Il messaggio del Papa per la crisi in Venezuela, difficile da risolvere anche per il Vaticano
Telefonata del cardinale Parolin "a nome del Papa" all'arcivescovo di Caracas. Il difficile ruolo di "facilitazione" della Santa Sede nel dialogo tra le parti. Gli attacchi al segretario di stato e i punti fermi di Francesco
Roma. Nella tarda serata di ieri, la Conferenza episcopale del Venezuela ha pubblicato uno stringato comunicato in cui si dà conto della telefonata “a nome del Papa” che la scorsa settimana il cardinale segretario di stato, Pietro Parolin, ha fatto al cardinale Jorge Urosa Savino, arcivescovo di Caracas. Il Pontefice, si legge nella Nota, “ha inviato un saluto di solidarietà e fratellanza all’arcivescovo dopo le aggressioni subite recentemente da parte di gruppi radicali ‘anti religiosi’ e ‘anti ecclesiastici’ “che hanno turbato la celebrazione della messa nella Basilica di Santa Teresa, lo scorso 12 aprile. Un tweet, sempre della locale Conferenza episcopale chiariva che la solidarietà riguardava anche “la grave crisi che soffre il popolo venezuelano”.
E’ di ieri, infatti, l’ultimo bilancio delle vittime causate dalla protesta contro il presidente Nicolás Maduro: ventisei morti in tre settimane, con i generi di prima necessità ormai introvabili e bande violente che controllano vaste zone delle città. Due le richieste: elezioni democratiche e misure rapide per far fronte alla gravissima crisi economica, che ha portato l’inflazione al cinquecento per cento. Dal governo si risponde con la repressione.

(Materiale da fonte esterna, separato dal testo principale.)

//! Audio Engine Module
//!
//! This module provides per-slot playback with fades and level metering.
//! It is organized into sub-modules, each with a specific responsibility:
//!
//! - [`audio_stream`]: CPAL audio stream management and real-time callback
//! - [`backend`]: the cpal-backed [`PlaybackEngine`](engine::PlaybackEngine)
//! - [`clock`]: refresh-driven transport clock and time sources
//! - [`constants`]: Configuration constants and limits
//! - [`deck`]: every live slot session behind one entry point
//! - [`engine`]: contracts between the transport core and a backend
//! - [`errors`]: Audio-specific error types
//! - [`fade`]: one linear gain ramp per slot
//! - [`master_bus`]: master volume and mute
//! - [`meter`]: RMS/peak metering over a signal tap
//! - [`mixer`]: Real-time mixing engine
//! - [`resample`]: sample-rate conversion of decoded clips
//! - [`sample_loader`]: Audio file loading and decoding
//! - [`session`]: one slot's transport state machine
//! - [`voice`]: Voice state on the audio thread
//!
//! The [`Soundboard`] struct ties these to the persisted application state and
//! exposes them to Python.

use crate::audio_engine::audio_stream::{
    AudioStreamHandle, create_audio_stream, setup_logger, start_stream,
};
use crate::audio_engine::backend::CpalEngine;
use crate::audio_engine::clock::{MonotonicTime, SlotId, TransportSnapshot};
use crate::audio_engine::constants::{PAN_MAX, PAN_MIN, VOLUME_MAX, VOLUME_MIN};
use crate::audio_engine::deck::Deck;
use crate::audio_engine::errors::EngineError;
use crate::audio_engine::master_bus::MasterBus;
use crate::persist::{FileStore, MemoryStore, StateStore};
use crate::state::{AppState, PadSize, SlotSpec};
use crate::upload::UploadFile;
use pyo3::exceptions::{PyRuntimeError, PyValueError};
use pyo3::prelude::*;
use pyo3::types::{PyDict, PyList};
use std::path::PathBuf;
use std::sync::{
    Arc, Mutex,
    mpsc::{Receiver, Sender},
};

pub mod audio_stream;
pub mod backend;
pub mod channels;
pub mod clock;
pub mod constants;
pub mod deck;
pub mod engine;
pub mod errors;
pub mod fade;
pub mod master_bus;
pub mod meter;
pub mod mixer;
pub mod resample;
pub mod sample_loader;
pub mod session;
pub mod voice;

#[cfg(test)]
mod testing;

fn check_volume(volume: i64) -> PyResult<u8> {
    u8::try_from(volume)
        .ok()
        .filter(|v| (VOLUME_MIN..=VOLUME_MAX).contains(v))
        .ok_or_else(|| PyValueError::new_err("volume out of range"))
}

fn check_pan(pan: f32) -> PyResult<f32> {
    if !pan.is_finite() || !(PAN_MIN..=PAN_MAX).contains(&pan) {
        return Err(PyValueError::new_err("pan out of range"));
    }
    Ok(pan)
}

fn lock_error() -> PyErr {
    PyRuntimeError::new_err("Failed to acquire deck lock")
}

/// Soundboard provides slot playback over the default audio device using cpal
#[pyclass]
pub struct Soundboard {
    stream_handle: Option<AudioStreamHandle>,
    deck: Mutex<Option<Deck<CpalEngine>>>,
    master: Arc<MasterBus>,
    state: AppState,
    store: Box<dyn StateStore + Send + Sync>,
    snapshot_tx: Sender<TransportSnapshot>,
    snapshot_rx: Mutex<Receiver<TransportSnapshot>>,
}

#[pymethods]
impl Soundboard {
    /// Create a new Soundboard, restoring the saved state.
    ///
    /// `state_dir` overrides the platform data directory.
    #[new]
    #[pyo3(signature = (state_dir=None))]
    pub fn new(state_dir: Option<PathBuf>) -> PyResult<Self> {
        setup_logger();

        let store: Box<dyn StateStore + Send + Sync> = match state_dir {
            Some(dir) => Box::new(FileStore::in_dir(dir)),
            None => match FileStore::in_app_data() {
                Ok(store) => Box::new(store),
                Err(err) => {
                    log::warn!("{err}; state is kept in memory only");
                    Box::new(MemoryStore::new())
                }
            },
        };
        let state = store.load().unwrap_or_default();
        let master = Arc::new(MasterBus::new(state.master_volume, state.muted));
        let (snapshot_tx, snapshot_rx) = std::sync::mpsc::channel();

        Ok(Soundboard {
            stream_handle: None,
            deck: Mutex::new(None),
            master,
            state,
            store,
            snapshot_tx,
            snapshot_rx: Mutex::new(snapshot_rx),
        })
    }

    /// Open the output stream and load the active playlist.
    pub fn run(&mut self) -> PyResult<()> {
        if self.stream_handle.is_some() {
            return Err(PyRuntimeError::new_err("Soundboard already running"));
        }

        let handle = match create_audio_stream(self.master.clone()) {
            Ok(handle) => handle,
            Err(e) => {
                return Err(PyRuntimeError::new_err(format!(
                    "Failed to create audio stream: {e}"
                )));
            }
        };
        start_stream(&handle.stream)
            .map_err(|e| PyRuntimeError::new_err(format!("Failed to start audio stream: {e}")))?;

        let mut deck = Deck::new(
            CpalEngine::for_stream(&handle),
            self.master.clone(),
            self.state.settings.clone(),
            Box::new(MonotonicTime::new()),
        );
        let snapshot_tx = self.snapshot_tx.clone();
        deck.subscribe(Box::new(move |snapshot| {
            let _ = snapshot_tx.send(snapshot.clone());
        }));
        if let Some(playlist) = self.state.active_playlist() {
            deck.sync_playlist(playlist);
        }

        *self.deck.lock().map_err(|_| lock_error())? = Some(deck);
        self.stream_handle = Some(handle);
        Ok(())
    }

    /// Tear down every slot and close the output stream.
    pub fn shut_down(&mut self) -> PyResult<()> {
        if let Some(mut deck) = self.deck.lock().map_err(|_| lock_error())?.take() {
            deck.shutdown();
        }
        self.stream_handle = None;
        log::info!("Soundboard stopped");
        Ok(())
    }

    pub fn is_running(&self) -> bool {
        self.stream_handle.is_some()
    }

    /// Advance fades and events; call once per display refresh.
    ///
    /// Returns one dict per playing slot with `slot_id`, `position`,
    /// `rms_db` and `peak_db`.
    pub fn tick(&mut self, py: Python<'_>) -> PyResult<Py<PyAny>> {
        let pending: Vec<SlotId> = self
            .state
            .active_playlist()
            .map(|playlist| {
                playlist
                    .slots
                    .iter()
                    .filter(|slot| slot.has_source() && slot.duration.is_none())
                    .map(|slot| slot.id.clone())
                    .collect()
            })
            .unwrap_or_default();

        let resolved: Vec<(SlotId, f64)> = self.with_deck(|deck| {
            deck.tick();
            pending
                .into_iter()
                .filter_map(|id| deck.duration(&id).map(|duration| (id, duration)))
                .collect()
        })?;

        if !resolved.is_empty() {
            for (slot_id, duration) in resolved {
                self.edit_slot(&slot_id, |slot| slot.duration = Some(duration));
            }
            self.persist();
        }

        let list = PyList::empty(py);
        let snapshot_rx = self
            .snapshot_rx
            .lock()
            .map_err(|_| PyRuntimeError::new_err("Failed to acquire snapshot receiver lock"))?;
        while let Ok(snapshot) = snapshot_rx.try_recv() {
            let dict = PyDict::new(py);
            dict.set_item("slot_id", snapshot.slot_id)?;
            dict.set_item("position", snapshot.position)?;
            dict.set_item("rms_db", snapshot.rms_db)?;
            dict.set_item("peak_db", snapshot.peak_db)?;
            list.append(dict)?;
        }

        Ok(list.into_any().unbind())
    }

    pub fn play(&self, slot_id: &str) -> PyResult<bool> {
        self.with_deck(|deck| deck.play(slot_id))
    }

    pub fn pause(&self, slot_id: &str) -> PyResult<bool> {
        self.with_deck(|deck| deck.pause(slot_id))
    }

    /// Fade out, then rewind to the start.
    pub fn stop(&self, slot_id: &str) -> PyResult<bool> {
        self.with_deck(|deck| deck.stop(slot_id))
    }

    pub fn toggle(&self, slot_id: &str) -> PyResult<bool> {
        self.with_deck(|deck| deck.toggle(slot_id))
    }

    /// Toggle the active playlist's slot at `index` (keys 1-6 map to 0-5).
    pub fn toggle_index(&self, index: usize) -> PyResult<bool> {
        let Some(slot_id) = self.active_slot_id(index) else {
            return Ok(false);
        };
        self.with_deck(|deck| deck.toggle(&slot_id))
    }

    /// Toggle the slot toggled last, or the first slot if none was yet.
    pub fn toggle_last(&self) -> PyResult<bool> {
        let Some(first) = self.active_slot_id(0) else {
            return Ok(false);
        };
        self.with_deck(|deck| deck.toggle_last(&first))
    }

    /// Seek within the clip; returns the clamped position.
    pub fn seek(&self, slot_id: &str, seconds: f64) -> PyResult<Option<f64>> {
        self.with_deck(|deck| deck.seek(slot_id, seconds))
    }

    /// `"stopped"`, `"playing"` or `"paused"`; `None` for an empty slot.
    pub fn slot_state(&self, slot_id: &str) -> PyResult<Option<&'static str>> {
        self.with_deck(|deck| deck.state(slot_id).map(|state| state.as_str()))
    }

    pub fn slot_position(&self, slot_id: &str) -> PyResult<Option<f64>> {
        self.with_deck(|deck| deck.position(slot_id))
    }

    pub fn slot_duration(&self, slot_id: &str) -> PyResult<Option<f64>> {
        self.with_deck(|deck| deck.duration(slot_id))
    }

    /// Set a slot's volume (0 to 100).
    pub fn set_volume(&mut self, slot_id: &str, volume: i64) -> PyResult<bool> {
        let volume = check_volume(volume)?;
        self.if_running(|deck| deck.set_volume(slot_id, volume))?;
        Ok(self.update_slot(slot_id, |slot| slot.volume = volume))
    }

    /// Set a slot's balance (-1.0 left to 1.0 right).
    pub fn set_pan(&mut self, slot_id: &str, pan: f32) -> PyResult<bool> {
        let pan = check_pan(pan)?;
        self.if_running(|deck| deck.set_pan(slot_id, pan))?;
        Ok(self.update_slot(slot_id, |slot| slot.pan = pan))
    }

    pub fn set_loop(&mut self, slot_id: &str, looping: bool) -> PyResult<bool> {
        self.if_running(|deck| deck.set_loop(slot_id, looping))?;
        Ok(self.update_slot(slot_id, |slot| slot.looping = looping))
    }

    /// Assign a file to a slot of the active playlist.
    ///
    /// Files that are neither MP3 nor WAV are ignored and `False` is returned.
    pub fn upload(
        &mut self,
        slot_id: &str,
        file_name: &str,
        media_type: &str,
        source: &str,
    ) -> PyResult<bool> {
        let file = UploadFile {
            name: file_name.to_string(),
            media_type: media_type.to_string(),
        };
        let Some(slot) = self.state.apply_upload(slot_id, &file, source) else {
            return Ok(false);
        };
        self.if_running(|deck| deck.load_slot(&slot))?;
        self.persist();
        Ok(true)
    }

    /// Set the master volume (0 to 100).
    pub fn set_master_volume(&mut self, volume: i64) -> PyResult<()> {
        let volume = check_volume(volume)?;
        self.master.set_master_volume(volume);
        self.state.set_master_volume(volume);
        self.persist();
        Ok(())
    }

    pub fn set_muted(&mut self, muted: bool) {
        self.master.set_muted(muted);
        self.state.muted = muted;
        self.persist();
    }

    /// Set the fade length; returns the value after clamping to 200..=500 ms.
    pub fn set_fade_ms(&mut self, fade_ms: u32) -> PyResult<u32> {
        self.state.settings.set_fade_ms(fade_ms);
        let fade_ms = self.state.settings.fade_ms;
        self.if_running(|deck| deck.set_fade_ms(fade_ms))?;
        self.persist();
        Ok(fade_ms)
    }

    pub fn set_pad_size(&mut self, pad_size: &str) -> PyResult<()> {
        let pad_size = PadSize::from_name(pad_size)
            .ok_or_else(|| PyValueError::new_err(format!("unknown pad size: {pad_size}")))?;
        self.state.settings.pad_size = pad_size;
        self.persist();
        Ok(())
    }

    pub fn set_show_art_icon(&mut self, show: bool) {
        self.state.settings.show_art_icon = show;
        self.persist();
    }

    /// Add a playlist and switch to it. Returns `None` at the playlist limit.
    pub fn create_playlist(&mut self) -> PyResult<Option<String>> {
        let Some(id) = self.state.create_playlist() else {
            return Ok(None);
        };
        self.sync_deck()?;
        self.persist();
        Ok(Some(id))
    }

    pub fn rename_playlist(&mut self, playlist_id: &str, name: &str) -> bool {
        let renamed = self.state.rename_playlist(playlist_id, name);
        if renamed {
            self.persist();
        }
        renamed
    }

    pub fn delete_playlist(&mut self, playlist_id: &str) -> PyResult<bool> {
        if !self.state.delete_playlist(playlist_id) {
            return Ok(false);
        }
        self.sync_deck()?;
        self.persist();
        Ok(true)
    }

    pub fn select_playlist(&mut self, playlist_id: &str) -> PyResult<bool> {
        if !self.state.select_playlist(playlist_id) {
            return Ok(false);
        }
        self.sync_deck()?;
        self.persist();
        Ok(true)
    }

    /// Forget every playlist and setting.
    pub fn reset(&mut self) -> PyResult<()> {
        self.state.reset();
        self.master.set_master_volume(self.state.master_volume);
        self.master.set_muted(self.state.muted);
        let fade_ms = self.state.settings.fade_ms;
        self.if_running(|deck| deck.set_fade_ms(fade_ms))?;
        self.sync_deck()?;
        self.persist();
        Ok(())
    }

    /// The application state as JSON, in the saved-file layout.
    pub fn state_json(&self) -> PyResult<String> {
        serde_json::to_string(&self.state)
            .map_err(|e| PyRuntimeError::new_err(format!("Failed to serialize state: {e}")))
    }
}

impl Soundboard {
    fn with_deck<T>(&self, f: impl FnOnce(&mut Deck<CpalEngine>) -> T) -> PyResult<T> {
        let mut guard = self.deck.lock().map_err(|_| lock_error())?;
        let deck = guard
            .as_mut()
            .ok_or_else(|| PyRuntimeError::new_err(EngineError::NotRunning.to_string()))?;
        Ok(f(deck))
    }

    /// Like [`with_deck`](Self::with_deck), but a stopped soundboard is not
    /// an error.
    fn if_running<T>(&self, f: impl FnOnce(&mut Deck<CpalEngine>) -> T) -> PyResult<Option<T>> {
        let mut guard = self.deck.lock().map_err(|_| lock_error())?;
        Ok(guard.as_mut().map(f))
    }

    fn active_slot_id(&self, index: usize) -> Option<SlotId> {
        self.state
            .active_playlist()?
            .slots
            .get(index)
            .map(|slot| slot.id.clone())
    }

    /// Points the deck at the active playlist.
    fn sync_deck(&self) -> PyResult<()> {
        let Some(playlist) = self.state.active_playlist() else {
            return Ok(());
        };
        self.if_running(|deck| deck.sync_playlist(playlist))?;
        Ok(())
    }

    fn edit_slot(&mut self, slot_id: &str, f: impl FnOnce(&mut SlotSpec)) -> bool {
        let Some(mut slot) = self
            .state
            .active_playlist()
            .and_then(|playlist| playlist.slot(slot_id))
            .cloned()
        else {
            log::debug!("no slot {slot_id} in the active playlist");
            return false;
        };
        f(&mut slot);
        self.state.update_slot(slot)
    }

    fn update_slot(&mut self, slot_id: &str, f: impl FnOnce(&mut SlotSpec)) -> bool {
        let updated = self.edit_slot(slot_id, f);
        if updated {
            self.persist();
        }
        updated
    }

    fn persist(&self) {
        self.store.save(&self.state);
    }
}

Di recente, alcuni paesi dell’Organizzazione degli stati americani hanno richiesto un intervento del Papa per mediare tra le parti. In realtà, la Santa Sede da tempo è impegnata nel cercare di avvicinare il fronte governativo e le opposizioni (variegate e frastagliate anche al loro interno). Due incontri si sono svolti lo scorso autunno a Caracas, mentre il terzo è fallito a causa dell’aggravarsi della crisi. A determinare lo stop, tra le altre cose, la lettera inviata il 1° dicembre dal cardinale Parolin in cui si ponevano chiare condizioni affinché il Vaticano potesse farsi facilitatore “concreto”, evitando di “farsi usare” dalle parti in contesa. Il segretario di stato chiedeva l’autorizzazione all’invio di assistenza umanitaria, la liberazione dei prigionieri politici, un calendario elettorale definito, la restituzione delle prerogative al Parlamento. Immediata la replica del governo venezuelano con il fedelissimo di Maduro, Diosdado Cabello, che invitava Parolin “a non immischiarsi negli affari interni” del paese sudamericano, definendolo “un alleato dell’oligarchia imperialista”.
Maduro, poi, che pure in Vaticano (e dal Papa) era stato ricevuto pochi mesi prima, rintuzzava la polemica contro il capo della diplomazia della Santa Sede. Cabello, infine, ci teneva a fare un distinguo: “Il Papa non ha mandato nessuna lettera, è stato Parolin a farlo”. L’obiettivo, chiarissimo, da colpire è proprio il segretario di stato, anche perché pochi come lui nelle sacre stanze conoscono la situazione del paese: Parolin, infatti, a Caracas è stato nunzio apostolico dal 2009 al 2013. E’ anche per questo che il ruolo attivo d’Oltretevere, negli ultimi mesi, è andato affievolendosi. Nella lettera, il segretario di stato chiariva che “la Santa sede sarebbe molto felice se la natura della sua presenza nel dialogo fosse ben chiara per tutti, da tutti rispettata, promossa e, se necessario, resa pubblica (anche dalle parti), dinanzi a interpretazioni equivoche o interessate”.
Nel Messaggio Urbi et orbi di Pasqua, il Papa – senza mai citare il Venezuela – auspicava, riferendosi all’America latina, che andassero a buon fine gli sforzi di "si impegnano a garantire il bene comune delle società, talvolta segnate da tensioni politiche e sociali che in alcuni casi sono sfociate in violenza".